El Sistema Preventivo sigue vigente en cada gesto educativo

El compromiso con la misión salesiana no se sostiene solo en la memoria, sino en la decisión cotidiana de ponerla en diálogo con el presente. Bajo esa convicción, las Casas Salesianas Domingo Savio y Deán Funes, de Comodoro Rivadavia, reunieron a todo su personal —docentes, administrativos, mantenimiento, representantes del centro de ex alumnos, equipos de pastoral y animadores del MJS— en una jornada de formación compartida. El encuentro tuvo como eje central la actualización del Sistema Preventivo, pensado desde los desafíos que atraviesan hoy la educación y la pastoral con jóvenes.

La propuesta formativa contó con la presencia del P. Héctor “Gringo” Arisemede, de la comunidad de Caleta Olivia, quien acompañó la reflexión con cercanía y conociendo de cerca la realidad de la Patagonia. La jornada estuvo enmarcada en el Aguinaldo del Rector Mayor que lleva por lema “Hagan lo que Jesús les diga. Salesianos, libres para educar”, una invitación a volver sobre lo esencial con una mirada actual.

A lo largo del encuentro, los participantes recorrieron la vida y el contexto histórico de Don Bosco, pero sobre todo, se metieron de lleno en cómo el Sistema Preventivo sigue siendo una herramienta viva para acompañar a las infancias y las juventudes de hoy. El hilo conductor fueron las cuatro palabras que propone el Aguinaldo: mirar, escuchar, elegir y actuar. Cuatro gestos que no se quedan en la teoría, sino que invitan a revisar la práctica cotidiana de cada educador y de cada educadora.

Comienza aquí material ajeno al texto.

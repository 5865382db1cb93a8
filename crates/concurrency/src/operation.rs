//! Evaluate-Operation: one recorded read
//!
//! An operation captures everything that determines a read's result besides
//! the store contents: the plan, the dataset, the input bindings and whether
//! inferred quads participate. Equality is structural over all four, so a
//! read-set of operations collapses repeated identical reads.
//!
//! The content hash is computed once at construction; operations are hashed
//! many times during a prepare scan.

use optimist_core::{
    BindingSet, Dataset, QuadPattern, Scope, StatementPattern, Term, TupleExpr, Var,
};
use rustc_hash::FxHasher;
use std::fmt;
use std::hash::{Hash, Hasher};
use std::sync::Arc;

/// Binding names used for pattern reads
const SUBJECT: &str = "subj";
const PREDICATE: &str = "pred";
const OBJECT: &str = "obj";
const CONTEXT: &str = "ctx";

/// An immutable record of one observed read
#[derive(Debug, Clone)]
pub struct EvaluateOperation {
    inner: Arc<OperationInner>,
    hash: u64,
}

#[derive(Debug, PartialEq, Eq, Hash)]
struct OperationInner {
    plan: TupleExpr,
    dataset: Option<Dataset>,
    bindings: BindingSet,
    include_inferred: bool,
}

impl EvaluateOperation {
    /// Record a plan evaluation
    pub fn new(
        plan: TupleExpr,
        dataset: Option<Dataset>,
        bindings: BindingSet,
        include_inferred: bool,
    ) -> Self {
        let inner = OperationInner {
            plan,
            dataset,
            bindings,
            include_inferred,
        };
        let mut hasher = FxHasher::default();
        inner.hash(&mut hasher);
        Self {
            inner: Arc::new(inner),
            hash: hasher.finish(),
        }
    }

    /// Record a quad pattern read
    ///
    /// The pattern becomes a union of statement patterns, one per requested
    /// context. Reads of the default graph or of all contexts use the default
    /// scope; reads of a named graph use the named scope.
    pub fn read(pattern: &QuadPattern, include_inferred: bool) -> Self {
        let position = |name: &str, value: &Option<Term>| Var::bound(name, value.clone());
        let leaf = |context: Option<Var>, scope: Scope| {
            TupleExpr::StatementPattern(StatementPattern {
                scope,
                subject: position(SUBJECT, &pattern.subject),
                predicate: position(PREDICATE, &pattern.predicate),
                object: position(OBJECT, &pattern.object),
                context,
            })
        };

        let plan = if pattern.contexts.is_empty() {
            leaf(None, Scope::DefaultContexts)
        } else {
            pattern
                .contexts
                .iter()
                .map(|ctx| match ctx {
                    None => leaf(Some(Var::new(CONTEXT)), Scope::DefaultContexts),
                    Some(term) => leaf(
                        Some(Var::bound(CONTEXT, Some(term.clone()))),
                        Scope::NamedContexts,
                    ),
                })
                .reduce(TupleExpr::union)
                .unwrap_or(TupleExpr::EmptySet)
        };
        Self::new(plan, None, BindingSet::new(), include_inferred)
    }

    /// The recorded plan
    pub fn plan(&self) -> &TupleExpr {
        &self.inner.plan
    }

    /// The recorded dataset
    pub fn dataset(&self) -> Option<&Dataset> {
        self.inner.dataset.as_ref()
    }

    /// The recorded input bindings
    pub fn bindings(&self) -> &BindingSet {
        &self.inner.bindings
    }

    /// Whether inferred quads participated
    pub fn include_inferred(&self) -> bool {
        self.inner.include_inferred
    }

    /// Content hash over all four fields
    pub fn content_hash(&self) -> u64 {
        self.hash
    }
}

impl PartialEq for EvaluateOperation {
    fn eq(&self, other: &Self) -> bool {
        self.hash == other.hash
            && (Arc::ptr_eq(&self.inner, &other.inner) || self.inner == other.inner)
    }
}

impl Eq for EvaluateOperation {}

impl Hash for EvaluateOperation {
    fn hash<H: Hasher>(&self, state: &mut H) {
        state.write_u64(self.hash);
    }
}

impl fmt::Display for EvaluateOperation {
    fn fmt(&self, f: &mut fmt::Formatter<'_>) -> fmt::Result {
        write!(f, "{}", self.inner.plan)?;
        if !self.inner.bindings.is_empty() {
            write!(f, " with {}", self.inner.bindings)?;
        }
        Ok(())
    }
}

“No se trata solo de saber quién fue Don Bosco, sino de permitir que su experiencia ilumine nuestras decisiones cotidianas. Estas cuatro palabras no son conceptos abstractos: son un programa de vida para nosotros”, reflexionaron los participantes a lo largo de la jornada.

El cierre del encuentro fue con una celebración compartida, con el sello fraterno que caracteriza a las obras salesianas. Allí se renovó el compromiso de ser, para los chicos y las chicas que transitan por las Casas comodorenses, un reflejo del amor de Dios y de la ternura de María Auxiliadora.

Jornadas como esta reafirman la apuesta de estas comunidades por sostener espacios donde el carisma no se da por descontado, sino que se actualiza. Seguir siendo casa, escuela, patio y parroquia en Comodoro Rivadavia exige equipos formados, alineados y con ganas de seguir aprendiendo. El Sistema Preventivo, lejos de ser una fórmula del pasado, se sigue haciendo carne cada día en cada gesto educativo.